Наступила неловкая пауза. Чтобы как-то заполнить ее, Тэрлейн вынул из кармашка часы и уставился на циферблат. Мэссей принялся копаться в своем портфеле, но потом, видимо, решил, что это копошение не к месту и не ко времени, и прекратил. Сэр Джордж стоял, широко расставив ноги, и переводил взгляд с одного на другого.
— А при каких обстоятельствах возникла эта история с привидением в доспехах? — спросил сэр Джордж.
— Было уже поздно, второй час ночи, если точно. Я сидел здесь, в библиотеке, перед камином. Читал и выпивал… В меру, короче — пьяным не был. И вдруг я услышал, что кто-то бродит в гостиной или где-то еще. Поздновато, конечно, подумал я. Должно быть, Сондерс появился наконец. Он всегда приносит мне выпить что-нибудь на ночь и не уходит к себе до тех пор, пока я не лягу спать… Так вот, я решил, что это Сондерс. Поэтому я не поднял глаз, когда этот «кто-то» вошел в библиотеку. Я велел ему поставить выпивку на столик и отправляться на боковую. А мне ответил голос Дорис. Я подпрыгнул. Понимаете, горничным полагается быть в постели уже к четверти одиннадцатого. Но это была она.
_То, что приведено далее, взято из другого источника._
use anchor_lang::prelude::*;

use crate::constants::{CONFIG_SEED, USER_ROLE_SEED};
use crate::errors::ErrorCode;
use crate::events::UserInitializedEvent;
use crate::gate::{self, Actor, Grant};
use crate::state::{Config, Role, UserProfile};
use crate::utils::{create_profile_account, UserProfileAccInfo};

#[derive(Accounts)]
#[instruction(user: Pubkey)]
pub struct InitializeUser<'info> {
    /// CHECK: created by the handler once the gate lets the request through
    #[account(
        mut,
        seeds = [USER_ROLE_SEED.as_bytes(), user.as_ref()],
        bump,
    )]
    pub user_profile: UncheckedAccount<'info>,

    /// CHECK: authority's own record, absent for the genesis grant
    #[account(seeds = [USER_ROLE_SEED.as_bytes(), authority.key().as_ref()], bump)]
    pub authority_profile: UncheckedAccount<'info>,

    #[account(mut, seeds = [CONFIG_SEED.as_bytes()], bump = config.bump)]
    pub config: Account<'info, Config>,

    /// CHECK: signature checked by the gate
    pub authority: UncheckedAccount<'info>,

    #[account(mut)]
    pub payer: Signer<'info>,

    pub system_program: Program<'info, System>,
}

pub fn handle_initialize_user(ctx: Context<InitializeUser>, user: Pubkey, role: Role) -> Result<()> {
    let authority = &ctx.accounts.authority;
    let actor = Actor::new(
        authority.key(),
        authority.is_signer,
        ctx.accounts.authority_profile.load_profile()?,
    );

    let grant = gate::authorize_initialize(&actor, &ctx.accounts.config, &user, role)?;

    let user_profile = ctx.accounts.user_profile.to_account_info();
    if !user_profile.data_is_empty() {
        return Err(ErrorCode::AlreadyInitialized.into());
    }

    let bump = ctx.bumps.user_profile;
    let bump_seed = [bump];
    let seeds: &[&[u8]] = &[USER_ROLE_SEED.as_bytes(), user.as_ref(), &bump_seed];

    create_profile_account(
        &user_profile,
        &ctx.accounts.payer.to_account_info(),
        &ctx.accounts.system_program.to_account_info(),
        &[seeds],
    )?;

    let profile = UserProfile {
        owner: user,
        role,
        created_by: actor.key,
        payer: ctx.accounts.payer.key(),
        bump,
    };
    user_profile.store_profile(&profile)?;

    if grant == Grant::Genesis {
        ctx.accounts.config.consume_genesis();
        msg!("Genesis grant consumed");
    }

    msg!("User {} initialized as {:?}", user, role);

    emit!(UserInitializedEvent {
        user,
        role,
        created_by: profile.created_by,
        payer: profile.payer,
        genesis: grant == Grant::Genesis,
    });

    Ok(())
}
use anchor_lang::prelude::*;

pub mod constants;
pub mod errors;
pub mod events;
pub mod gate;
pub mod instructions;
pub mod state;
pub mod utils;

#[cfg(test)]
mod test_utils;

pub use instructions::*;
use crate::state::Role;

declare_id!("9ubrJbz2XKeesFMX3kygwyfytFWa849jUJonPEEE1YAv");

#[program]
pub mod rbac {
    use super::*;

    pub fn initialize(ctx: Context<Initialize>, genesis_authority: Pubkey) -> Result<()> {
        handle_initialize(ctx, genesis_authority)
    }

    pub fn initialize_user(ctx: Context<InitializeUser>, user: Pubkey, role: Role) -> Result<()> {
        handle_initialize_user(ctx, user, role)
    }

    pub fn revoke_user(ctx: Context<RevokeUser>, user: Pubkey) -> Result<()> {
        handle_revoke_user(ctx, user)
    }

    pub fn sensitive_operation(ctx: Context<SensitiveOperation>) -> Result<()> {
        handle_sensitive_operation(ctx)
    }

    pub fn get_role(ctx: Context<GetRole>, user: Pubkey) -> Result<Option<Role>> {
        handle_get_role(ctx, user)
    }
}
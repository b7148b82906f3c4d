use anchor_lang::prelude::*;

use crate::constants::CONFIG_SEED;
use crate::errors::ErrorCode;
use crate::events::ConfigInitializedEvent;
use crate::program::Rbac;
use crate::state::Config;

#[derive(Accounts)]
pub struct Initialize<'info> {
    #[account(
        init,
        seeds = [CONFIG_SEED.as_bytes()],
        bump,
        payer = deployer,
        space = Config::LEN,
    )]
    pub config: Account<'info, Config>,

    #[account(constraint = program.programdata_address()? == Some(program_data.key()))]
    pub program: Program<'info, Rbac>,

    // only whoever deployed the program picks the genesis authority
    #[account(
        constraint = program_data.upgrade_authority_address == Some(deployer.key())
            @ ErrorCode::NotUpgradeAuthority
    )]
    pub program_data: Account<'info, ProgramData>,

    #[account(mut)]
    pub deployer: Signer<'info>,

    pub system_program: Program<'info, System>,
}

pub fn handle_initialize(ctx: Context<Initialize>, genesis_authority: Pubkey) -> Result<()> {
    let config = &mut ctx.accounts.config;
    config.genesis_authority = genesis_authority;
    config.genesis_consumed = false;
    config.bump = ctx.bumps.config;

    msg!("Genesis authority: {}", genesis_authority);

    emit!(ConfigInitializedEvent { genesis_authority });

    Ok(())
}
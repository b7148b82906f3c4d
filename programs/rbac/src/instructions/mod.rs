
pub mod get_role;
pub mod initialize;
pub mod initialize_user;
pub mod revoke_user;
pub mod sensitive_operation;

pub use get_role::*;
pub use initialize::*;
pub use initialize_user::*;
pub use revoke_user::*;
pub use sensitive_operation::*;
Ирэн задержала ее, попросив причесать ее на ночь. А потом Ирэн вспомнила, что оставила одну из своих любимых русских книг где-то внизу, либо в гостиной, либо в библиотеке, либо где-то еще, и отправила Дорис вниз за этой книгой. Она сказала, что не припоминает, где оставила книгу. Зная, что Дорис боится темноты, она зажгла свечу, отдала ее Дорис и предупредила, чтобы та не зажигала свет, иначе муж рассвирепеет. Дорис долго не могла найти эту книгу и извинилась передо мной за вторжение. Я было подключился к поискам, а затем посоветовал ей подняться наверх и послать Ирэн ко всем чертям.
— А что было потом?
— Я снова принялся за чтение, сказав ей, чтобы она включила свет. Я бы и сам включил его, если бы знал, что Дорис настолько боится Ирэн, что не осмелится сделать это… Потом раздался ее крик, и я услышал, как свеча упала на пол в Большом зале. Дорис была смертельно бледна, когда я вошел туда. Я, разумеется, ничего не увидел. Только на следующий день я узнал… окольным путем… что именно она там увидела.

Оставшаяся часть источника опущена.